We started our previous turnaround without any fanfare. One day several of us on Senator Birch Bayh’s Senate Judiciary Committee staff were visited by a delegation headed by Purdue University. We had no idea what they wanted but whenever Purdue called, we listened. They informed us that under the patent policies then in place when inventions were made with federal support they were taken from their creators and stockpiled in Washington. Then potentially important discoveries wasted away because the incentives of patent ownership necessary for their development had been destroyed.
At that time the federal government funded about half of the R&D in the country (it’s now a third) and the vast majority of basic research where breakthrough products are discovered. We found that 28,000 inventions had been taken by the government with less than 5% ever being licensed. We also discovered that not a single new drug had ever been developed under these policies. That was a tragic waste of billions of taxpayer’s dollars spent annually on government R&D.
Sen. Dole had similar concerns and our offices agreed to work together to change direction. The result was the Bayh-Dole Act which decentralized the management of inventions from the Washington bureaucracy back to small businesses and universities performing federal research.
The law says that universities must give preferences in licensing their discoveries to small companies and those who agree to manufacture resulting products substantially in the U.S. Government agencies are allowed to use inventions they fund to meet their needs (generally advancing science or meeting mission requirements).

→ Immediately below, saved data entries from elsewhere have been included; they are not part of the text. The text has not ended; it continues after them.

impl<D, M, S> Orchestrator<D, M, S>
where
    D: DeviceAdapter + 'static,
    M: MetricsAdapter + 'static,
    S: ProgressStore + 'static,
{
    /// Create new orchestrator with injected dependencies
    pub fn new(config: CampaignConfig, device: D, metrics: M, store: S) -> Self {
        let (shutdown_tx, shutdown_rx) = mpsc::channel(1);
        let failures = FailureState::with_skipped(config.skip.iter().cloned());

        Self {
            config,
            device,
            metrics,
            store,
            progress: Progress::new(),
            failures,
            abandoned: Vec::new(),
            skipped: Vec::new(),
            planned: 0,
            consecutive_save_failures: 0,
            rng: StdRng::from_entropy(),
            shutdown_tx,
            shutdown_rx,
            shutdown_requested: false,
        }
    }

    /// Use a fixed seed for order randomization
    pub fn with_seed(mut self, seed: u64) -> Self {
        self.rng = StdRng::seed_from_u64(seed);
        self
    }

    /// Get shutdown sender for external shutdown requests
    pub fn get_shutdown_sender(&self) -> mpsc::Sender<()> {
        self.shutdown_tx.clone()
    }

    pub fn progress(&self) -> &Progress {
        &self.progress
    }

    pub fn failure_state(&self) -> &FailureState {
        &self.failures
    }

    pub fn device(&self) -> &D {
        &self.device
    }

    pub fn metrics(&self) -> &M {
        &self.metrics
    }

    /// Snapshot of everything produced so far, usable after a failed run
    pub fn report(&self) -> CampaignReport {
        CampaignReport {
            campaign_id: self.progress.campaign_id,
            started_at: self.progress.started_at,
            finished_at: Utc::now(),
            results: self.progress.results.clone(),
            abandoned: self.abandoned.clone(),
            skipped: self.skipped.clone(),
            failures: self.failures.clone(),
            planned: self.planned,
            interrupted: self.shutdown_requested,
        }
    }

    /// Run the campaign to completion, interruption, or a fatal error
    ///
    /// Every fatal path flushes progress before the error is returned.
    pub async fn run(&mut self) -> OrchestratorResult<CampaignReport> {
        self.config.validate()?;

        let plan = self.initialize().await?;

        match self.execute(&plan).await {
            Ok(()) => {
                self.finalize(&plan).await?;
                Ok(self.report())
            }
            Err(e) => {
                logging::log_error("Campaign", &e);
                self.flush().await;
                Err(e)
            }
        }
    }

    /// Load or create progress, plan the work and seed failure knowledge
    async fn initialize(&mut self) -> OrchestratorResult<WorkPlan> {
        if self.config.resume {
            match self.store.load().await {
                Ok(Some(progress)) => {
                    logging::log_success(&format!(
                        "Resuming campaign {}: {} combinations done, {} results",
                        progress.campaign_id,
                        progress.completed_combinations.len(),
                        progress.results.len()
                    ));
                    self.progress = progress;
                }
                Ok(None) => {
                    tracing::info!("📭 No progress to resume, starting a fresh campaign");
                }
                Err(e @ OrchestratorError::ProgressCorrupt { .. }) => {
                    tracing::warn!(error = %e, "⚠️ Ignoring corrupt progress, starting a fresh campaign");
                }
                // An unreadable file may still hold a valid campaign; never overwrite it
                Err(e) => return Err(e),
            }
        }

        let completed = self.progress.completed_set();
        let plan = plan_work(&self.config, &completed, &mut self.rng);
        self.failures.replay(&self.progress, &plan.universe);
        self.planned = plan.queue.len();

        let exhaustive = !self.config.is_filtered() && plan.covers_universe(&completed);
        tracing::info!(
            universe = plan.universe.len(),
            already_done = completed.len(),
            planned = plan.queue.len(),
            exhaustive,
            "🗂️ Planned campaign {}",
            self.progress.campaign_id
        );
        tracing::debug!(
            no_service = self.failures.no_service.len(),
            speedtest_failed = self.failures.speedtest_failed.len(),
            skipped = self.failures.skipped.len(),
            "Seeded failure state"
        );

        // Overwrite any stale snapshot right away so a later resume sees this campaign
        self.persist().await?;

        Ok(plan)
    }

    async fn execute(&mut self, plan: &WorkPlan) -> OrchestratorResult<()> {
        let total = plan.queue.len();

        for (idx, combination) in plan.queue.iter().enumerate() {
            if self.poll_shutdown() {
                break;
            }

            logging::log_progress(idx + 1, total, &format!("Testing combination {combination}"));

            let Some(outcome) = self.evaluate(combination).await? else {
                combo_warn!(combination, "⏹️ Interrupted before the attempt completed");
                break;
            };

            self.resolve(combination, outcome, &plan.universe);
            self.persist().await?;
        }

        Ok(())
    }

    /// Drive one combination through the state machine until it is terminal
    ///
    /// Returns `None` when a shutdown request interrupted the attempt.
    async fn evaluate(&mut self, combination: &Combination) -> OrchestratorResult<Option<AttemptState>> {
        let started = Instant::now();
        let budget = self.config.retry_budget;
        let mut state = AttemptState::Pending;

        while !state.is_terminal() {
            let event = match &state {
                AttemptState::Pending => match self.failures.should_skip(combination) {
                    Some(reason) => AttemptEvent::Skip(reason),
                    None => AttemptEvent::Dequeue,
                },

                AttemptState::Configuring { attempt } => {
                    let attempt = *attempt;
                    if attempt > 1 {
                        combo_info!(combination, "🔄 Retry {}/{}", attempt - 1, budget);
                        if !self.pause(self.config.settle_wait).await {
                            return Ok(None);
                        }
                    }
                    self.configure(combination, attempt).await?
                }

                AttemptState::Measuring { attempt } => {
                    let attempt = *attempt;
                    let wait = self.config.stabilization_wait;
                    combo_debug!(combination, "⏳ Waiting {:?} for the radio to stabilize", wait);
                    if !self.pause(wait).await {
                        return Ok(None);
                    }
                    match self.measure(combination, started).await {
                        Ok(result) => AttemptEvent::Measured(result),
                        Err(e) if e.is_transient() => {
                            combo_warn!(combination, "⚠️ Measurement attempt {} failed: {}", attempt, e);
                            AttemptEvent::Failed
                        }
                        Err(e) => return Err(e),
                    }
                }

                AttemptState::Recorded(_) | AttemptState::Skipped(_) | AttemptState::Abandoned { .. } => break,
            };

            state = transition(state, event, budget)?;
        }

        Ok(Some(state))
    }

    /// Apply the configuration once, re-establishing the session on retries
    async fn configure(&self, combination: &Combination, attempt: u32) -> OrchestratorResult<AttemptEvent> {
        let limit = self.config.apply_timeout;

        if attempt > 1 {
            if let Err(e) = bounded("reset session", limit, self.device.reset_session()).await {
                if !e.is_transient() {
                    return Err(e);
                }
                combo_warn!(combination, "⚠️ Session reset failed: {}", e);
                return Ok(AttemptEvent::Failed);
            }
        }

        match bounded("apply configuration", limit, self.device.apply_configuration(combination)).await {
            Ok(()) => {
                combo_debug!(combination, "📡 Configuration applied (attempt {})", attempt);
                Ok(AttemptEvent::Applied)
            }
            Err(e) if e.is_transient() => {
                combo_warn!(combination, "⚠️ Apply attempt {} failed: {}", attempt, e);
                Ok(AttemptEvent::Failed)
            }
            Err(e) => Err(e),
        }
    }

    /// Read signal and throughput; a no-service indication short-circuits
    async fn measure(&self, combination: &Combination, started: Instant) -> OrchestratorResult<AttemptResult> {
        let signal_limit = self.config.signal_timeout;

        if bounded("no-service check", signal_limit, self.device.read_no_service_indicator()).await? {
            combo_warn!(combination, "📵 No service");
            return Ok(AttemptResult::no_service(combination.clone(), started.elapsed()));
        }

        let signal = bounded("signal read", signal_limit, self.metrics.read_signal_metrics()).await?;
        combo_debug!(
            combination,
            "📶 Band {} RSRP {} RSRQ {} SINR {}",
            signal.band,
            signal.rsrp,
            signal.rsrq,
            signal.sinr
        );

        let throughput = bounded(
            "throughput measurement",
            self.config.throughput_timeout,
            self.metrics.measure_throughput(),
        )
        .await?;

        Ok(AttemptResult::measured(combination.clone(), signal, throughput, started.elapsed()))
    }

    /// Record a terminal outcome and update failure knowledge
    fn resolve(&mut self, combination: &Combination, outcome: AttemptState, universe: &[Combination]) {
        match outcome {
            AttemptState::Recorded(result) => {
                combo_info!(
                    combination,
                    "✅ ↓{:.1} Mbps ↑{:.1} Mbps ping {:.0} ms ({:.0}s)",
                    result.download_mbps,
                    result.upload_mbps,
                    result.ping_ms,
                    result.duration_secs
                );

                self.progress.record(result.clone());
                let completed = self.progress.completed_set();
                let pending = universe.iter().filter(|c| !completed.contains(c));
                let (classification, newly_skipped) = self.failures.apply(&result, pending);

                match classification {
                    Classification::NoService(band) => {
                        combo_warn!(
                            combination,
                            "🚫 Band {} has no service, pruned {} combinations",
                            band,
                            newly_skipped.len()
                        );
                    }
                    Classification::SpeedtestFailed(band) => {
                        combo_warn!(
                            combination,
                            "🐢 Band {} gave no throughput, pruned {} combinations",
                            band,
                            newly_skipped.len()
                        );
                    }
                    Classification::Healthy | Classification::NotClassified => {}
                }
            }

            AttemptState::Skipped(reason) => {
                combo_info!(combination, "⏭️ Skipped: {}", reason);
                self.record_skip(combination, &reason);
            }

            AttemptState::Abandoned { attempts } => {
                combo_error!(combination, "💥 Abandoned after {} attempts", attempts);
                self.progress.mark_completed(combination.clone());
                self.abandoned.push(combination.clone());
            }

            // evaluate only returns terminal states
            AttemptState::Pending | AttemptState::Configuring { .. } | AttemptState::Measuring { .. } => {}
        }
    }

    fn record_skip(&mut self, combination: &Combination, reason: &SkipReason) {
        if reason.records_result() {
            self.progress.record(AttemptResult::no_service(combination.clone(), Duration::ZERO));
        } else {
            self.progress.mark_completed(combination.clone());
        }

        self.skipped.push(SkippedCombination {
            combination: combination.clone(),
            reason: reason.to_string(),
        });
    }

    /// Delete progress after a clean exhaustive run, keep it otherwise
    async fn finalize(&mut self, plan: &WorkPlan) -> OrchestratorResult<()> {
        let exhausted = plan.universe.iter().all(|c| self.progress.is_completed(c));

        if self.shutdown_requested {
            logging::log_shutdown("campaign interrupted, progress kept for --resume");
            return self.persist().await;
        }

        if exhausted && !self.config.is_filtered() {
            if let Err(e) = self.store.delete().await {
                tracing::warn!(error = %e, "⚠️ Could not remove progress file");
            }
            logging::log_success("Campaign complete, progress file removed");
        } else {
            logging::log_success("Campaign run complete, progress kept (filtered or partial run)");
        }

        Ok(())
    }

    /// Save progress, tolerating a bounded number of consecutive failures
    async fn persist(&mut self) -> OrchestratorResult<()> {
        match self.store.save(&self.progress).await {
            Ok(()) => {
                self.consecutive_save_failures = 0;
                Ok(())
            }
            Err(e) => {
                self.consecutive_save_failures += 1;
                logging::log_error("Progress save", &e);

                if self.consecutive_save_failures >= self.config.max_save_failures {
                    Err(OrchestratorError::PersistenceExhausted {
                        failures: self.consecutive_save_failures,
                    })
                } else {
                    Ok(())
                }
            }
        }
    }

    /// Best-effort save on the way out of a fatal error
    async fn flush(&mut self) {
        match self.store.save(&self.progress).await {
            Ok(()) => tracing::info!(results = self.progress.results.len(), "💾 Progress flushed"),
            Err(e) => logging::log_error("Final progress flush", &e),
        }
    }

    fn poll_shutdown(&mut self) -> bool {
        if !self.shutdown_requested && self.shutdown_rx.try_recv().is_ok() {
            logging::log_shutdown("shutdown requested");
            self.shutdown_requested = true;
        }
        self.shutdown_requested
    }

    /// Scheduling delay that yields early on shutdown; false when interrupted
    async fn pause(&mut self, duration: Duration) -> bool {
        if self.poll_shutdown() {
            return false;
        }
        if duration.is_zero() {
            return true;
        }

        tokio::select! {
            _ = tokio::time::sleep(duration) => true,
            Some(_) = self.shutdown_rx.recv() => {
                logging::log_shutdown("shutdown requested");
                self.shutdown_requested = true;
                false
            }
        }
    }
}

If a technology is successfully commercialized, universities must spend resulting royalties on more research, rewarding their inventors or paying the costs of their technology transfer operations.
One of the great concerns of the time was that dominant companies might license university inventions with the deliberate purpose of suppressing them if they threatened existing products. Thus, Bayh-Dole included a “march-in” clause allowing the funding agency to investigate and if this is occurring, require universities to issue additional licenses “on reasonable terms.” The same phrase was used in defining the Congressional intent that these inventions be brought to “practical application” by being available in the marketplace. The government can also march in if the developer is not able to meet the production needs of a health or national security emergency.
Twenty years later two enterprising law professors wrote in The Washington Post that they had found a startling new authority in the statute. They declared that “reasonable terms” means that the government can take a technology away from the developer if it doesn’t like the price of a commercialized product. Senators Bayh and Dole immediately denounced that theory, as giving agencies the authority to second guess a product’s price after it has been developed with private funds would completely undermine the law. Regardless, a small band of critics have tried numerous times to have NIH march in to lower the price of drugs, each of which was appropriately rejected.
What the critics gloss over is that federally funded inventions are at a very early stage, more ideas than products. Under our system the considerable risk and expense of taking them from the lab into the market falls on the private sector. When they fail, no one feels sorry for the company or pays their expenses. The risks are much greater in drug development which takes more than a decade, costing hundreds of millions to billions of dollars with little chance of commercial success. No one would ever undertake such efforts if the government could issue compulsory licenses to their competitors anytime bureaucrats decide they don’t like the price of a product.
In more than 35 years only one case has met the criteria of the march in provision. Genzyme’s production of an orphan drug, Fabrazyme, was halted due to problems in the factory. NIH declined to march in because it would take new licensees longer to get FDA approval to get into production that it took Genzyme’s facility to get back on line. That there haven’t been more cases does not mean the system doesn’t work. March in rights are the fail safe mechanism of tech transfer. Just like airbags in your car, hopefully they’ll never be needed. March in rights haven’t been necessary for a simple reason: universities are effectively enforcing their deals. If a licensee is not meeting development milestones, the license is revoked and another developer sought.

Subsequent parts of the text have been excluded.